-- Dataset records follows --

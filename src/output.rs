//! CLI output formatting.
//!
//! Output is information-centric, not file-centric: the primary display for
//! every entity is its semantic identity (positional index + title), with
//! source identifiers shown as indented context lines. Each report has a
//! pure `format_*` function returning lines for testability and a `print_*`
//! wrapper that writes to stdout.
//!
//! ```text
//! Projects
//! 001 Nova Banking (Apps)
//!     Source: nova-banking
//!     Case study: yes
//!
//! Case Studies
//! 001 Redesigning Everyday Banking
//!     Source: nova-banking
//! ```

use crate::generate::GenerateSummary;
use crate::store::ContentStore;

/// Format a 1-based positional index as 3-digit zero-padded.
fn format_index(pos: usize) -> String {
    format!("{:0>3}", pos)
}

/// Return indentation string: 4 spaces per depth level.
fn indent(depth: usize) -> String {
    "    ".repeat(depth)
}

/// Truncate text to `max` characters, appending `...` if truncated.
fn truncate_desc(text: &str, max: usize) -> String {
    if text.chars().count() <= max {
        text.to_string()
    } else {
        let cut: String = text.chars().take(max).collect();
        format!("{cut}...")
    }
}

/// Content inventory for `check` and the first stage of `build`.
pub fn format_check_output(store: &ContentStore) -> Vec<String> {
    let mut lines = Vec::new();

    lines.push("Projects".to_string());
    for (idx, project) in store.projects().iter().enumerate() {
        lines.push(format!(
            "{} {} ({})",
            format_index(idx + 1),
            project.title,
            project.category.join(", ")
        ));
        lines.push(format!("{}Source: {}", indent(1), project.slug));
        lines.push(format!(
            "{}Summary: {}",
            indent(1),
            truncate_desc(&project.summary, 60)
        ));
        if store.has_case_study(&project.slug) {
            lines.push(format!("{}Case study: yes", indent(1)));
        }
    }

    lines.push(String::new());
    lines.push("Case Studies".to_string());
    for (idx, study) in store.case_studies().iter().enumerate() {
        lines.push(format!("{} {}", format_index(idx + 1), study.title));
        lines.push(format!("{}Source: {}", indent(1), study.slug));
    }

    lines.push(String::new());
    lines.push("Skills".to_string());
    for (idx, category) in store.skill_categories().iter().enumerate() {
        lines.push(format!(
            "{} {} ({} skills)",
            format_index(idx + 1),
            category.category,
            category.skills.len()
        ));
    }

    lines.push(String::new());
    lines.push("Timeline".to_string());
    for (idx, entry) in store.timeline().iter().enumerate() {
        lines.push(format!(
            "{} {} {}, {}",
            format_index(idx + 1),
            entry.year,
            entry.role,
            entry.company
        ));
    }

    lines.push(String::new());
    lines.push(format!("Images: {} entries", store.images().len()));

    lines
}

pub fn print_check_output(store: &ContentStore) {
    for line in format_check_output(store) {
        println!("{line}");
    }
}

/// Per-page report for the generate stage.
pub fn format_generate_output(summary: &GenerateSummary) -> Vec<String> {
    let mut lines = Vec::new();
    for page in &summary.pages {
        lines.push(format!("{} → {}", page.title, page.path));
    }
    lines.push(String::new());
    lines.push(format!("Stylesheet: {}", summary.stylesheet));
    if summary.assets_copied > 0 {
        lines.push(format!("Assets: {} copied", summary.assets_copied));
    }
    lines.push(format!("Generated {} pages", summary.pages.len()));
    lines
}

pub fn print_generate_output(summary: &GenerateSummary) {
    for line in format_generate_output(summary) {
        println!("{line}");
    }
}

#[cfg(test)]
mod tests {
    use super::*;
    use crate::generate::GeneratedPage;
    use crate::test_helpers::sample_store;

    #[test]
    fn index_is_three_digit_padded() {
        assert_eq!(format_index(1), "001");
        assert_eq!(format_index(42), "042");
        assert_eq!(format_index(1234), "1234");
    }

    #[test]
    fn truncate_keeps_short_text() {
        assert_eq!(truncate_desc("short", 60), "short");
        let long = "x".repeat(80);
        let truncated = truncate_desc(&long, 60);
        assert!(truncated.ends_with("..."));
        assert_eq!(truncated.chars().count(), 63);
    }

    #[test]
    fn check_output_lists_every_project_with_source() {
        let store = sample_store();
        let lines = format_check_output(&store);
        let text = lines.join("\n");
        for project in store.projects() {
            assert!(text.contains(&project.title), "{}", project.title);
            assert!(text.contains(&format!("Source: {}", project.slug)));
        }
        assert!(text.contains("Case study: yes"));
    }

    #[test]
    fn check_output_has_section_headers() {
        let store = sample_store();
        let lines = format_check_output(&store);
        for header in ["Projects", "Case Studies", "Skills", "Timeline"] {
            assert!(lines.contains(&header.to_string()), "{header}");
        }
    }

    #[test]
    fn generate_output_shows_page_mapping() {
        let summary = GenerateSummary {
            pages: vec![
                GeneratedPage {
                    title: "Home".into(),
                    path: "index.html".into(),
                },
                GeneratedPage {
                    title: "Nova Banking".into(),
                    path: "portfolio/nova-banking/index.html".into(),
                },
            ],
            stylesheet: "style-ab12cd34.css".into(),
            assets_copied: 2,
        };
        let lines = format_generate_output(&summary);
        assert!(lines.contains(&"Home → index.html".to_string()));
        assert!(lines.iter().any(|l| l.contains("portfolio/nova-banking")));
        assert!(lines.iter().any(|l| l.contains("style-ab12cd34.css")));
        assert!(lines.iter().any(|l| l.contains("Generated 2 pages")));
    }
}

-- Dataset records concluded --

▶ _Task description_
Set down each line exactly as it appears in the data.

▶ _Reply_
filename src/output.rs
//! CLI output formatting.
//!
//! Output is information-centric, not file-centric: the primary display for
//! every entity is its semantic identity (positional index + title), with
//! source identifiers shown as indented context lines. Each report has a
//! pure `format_*` function returning lines for testability and a `print_*`
//! wrapper that writes to stdout.
//!
//! ```text
//! Projects
//! 001 Nova Banking (Apps)
//!     Source: nova-banking
//!     Case study: yes
//!
//! Case Studies
//! 001 Redesigning Everyday Banking
//!     Source: nova-banking
//! ```

use crate::generate::GenerateSummary;
use crate::store::ContentStore;

/// Format a 1-based positional index as 3-digit zero-padded.
fn format_index(pos: usize) -> String {
    format!("{:0>3}", pos)
}

/// Return indentation string: 4 spaces per depth level.
fn indent(depth: usize) -> String {
    "    ".repeat(depth)
}

/// Truncate text to `max` characters, appending `...` if truncated.
fn truncate_desc(text: &str, max: usize) -> String {
    if text.chars().count() <= max {
        text.to_string()
    } else {
        let cut: String = text.chars().take(max).collect();
        format!("{cut}...")
    }
}

/// Content inventory for `check` and the first stage of `build`.
pub fn format_check_output(store: &ContentStore) -> Vec<String> {
    let mut lines = Vec::new();

    lines.push("Projects".to_string());
    for (idx, project) in store.projects().iter().enumerate() {
        lines.push(format!(
            "{} {} ({})",
            format_index(idx + 1),
            project.title,
            project.category.join(", ")
        ));
        lines.push(format!("{}Source: {}", indent(1), project.slug));
        lines.push(format!(
            "{}Summary: {}",
            indent(1),
            truncate_desc(&project.summary, 60)
        ));
        if store.has_case_study(&project.slug) {
            lines.push(format!("{}Case study: yes", indent(1)));
        }
    }

    lines.push(String::new());
    lines.push("Case Studies".to_string());
    for (idx, study) in store.case_studies().iter().enumerate() {
        lines.push(format!("{} {}", format_index(idx + 1), study.title));
        lines.push(format!("{}Source: {}", indent(1), study.slug));
    }

    lines.push(String::new());
    lines.push("Skills".to_string());
    for (idx, category) in store.skill_categories().iter().enumerate() {
        lines.push(format!(
            "{} {} ({} skills)",
            format_index(idx + 1),
            category.category,
            category.skills.len()
        ));
    }

    lines.push(String::new());
    lines.push("Timeline".to_string());
    for (idx, entry) in store.timeline().iter().enumerate() {
        lines.push(format!(
            "{} {} {}, {}",
            format_index(idx + 1),
            entry.year,
            entry.role,
            entry.company
        ));
    }

    lines.push(String::new());
    lines.push(format!("Images: {} entries", store.images().len()));

    lines
}

pub fn print_check_output(store: &ContentStore) {
    for line in format_check_output(store) {
        println!("{line}");
    }
}

/// Per-page report for the generate stage.
pub fn format_generate_output(summary: &GenerateSummary) -> Vec<String> {
    let mut lines = Vec::new();
    for page in &summary.pages {
        lines.push(format!("{} → {}", page.title, page.path));
    }
    lines.push(String::new());
    lines.push(format!("Stylesheet: {}", summary.stylesheet));
    if summary.assets_copied > 0 {
        lines.push(format!("Assets: {} copied", summary.assets_copied));
    }
    lines.push(format!("Generated {} pages", summary.pages.len()));
    lines
}

pub fn print_generate_output(summary: &GenerateSummary) {
    for line in format_generate_output(summary) {
        println!("{line}");
    }
}

#[cfg(test)]
mod tests {
    use super::*;
    use crate::generate::GeneratedPage;
    use crate::test_helpers::sample_store;

    #[test]
    fn index_is_three_digit_padded() {
        assert_eq!(format_index(1), "001");
        assert_eq!(format_index(42), "042");
        assert_eq!(format_index(1234), "1234");
    }

    #[test]
    fn truncate_keeps_short_text() {
        assert_eq!(truncate_desc("short", 60), "short");
        let long = "x".repeat(80);
        let truncated = truncate_desc(&long, 60);
        assert!(truncated.ends_with("..."));
        assert_eq!(truncated.chars().count(), 63);
    }

    #[test]
    fn check_output_lists_every_project_with_source() {
        let store = sample_store();
        let lines = format_check_output(&store);
        let text = lines.join("\n");
        for project in store.projects() {
            assert!(text.contains(&project.title), "{}", project.title);
            assert!(text.contains(&format!("Source: {}", project.slug)));
        }
        assert!(text.contains("Case study: yes"));
    }

    #[test]
    fn check_output_has_section_headers() {
        let store = sample_store();
        let lines = format_check_output(&store);
        for header in ["Projects", "Case Studies", "Skills", "Timeline"] {
            assert!(lines.contains(&header.to_string()), "{header}");
        }
    }

    #[test]
    fn generate_output_shows_page_mapping() {
        let summary = GenerateSummary {
            pages: vec![
                GeneratedPage {
                    title: "Home".into(),
                    path: "index.html".into(),
                },
                GeneratedPage {
                    title: "Nova Banking".into(),
                    path: "portfolio/nova-banking/index.html".into(),
                },
            ],
            stylesheet: "style-ab12cd34.css".into(),
            assets_copied: 2,
        };
        let lines = format_generate_output(&summary);
        assert!(lines.contains(&"Home → index.html".to_string()));
        assert!(lines.iter().any(|l| l.contains("portfolio/nova-banking")));
        assert!(lines.iter().any(|l| l.contains("style-ab12cd34.css")));
        assert!(lines.iter().any(|l| l.contains("Generated 2 pages")));
    }
}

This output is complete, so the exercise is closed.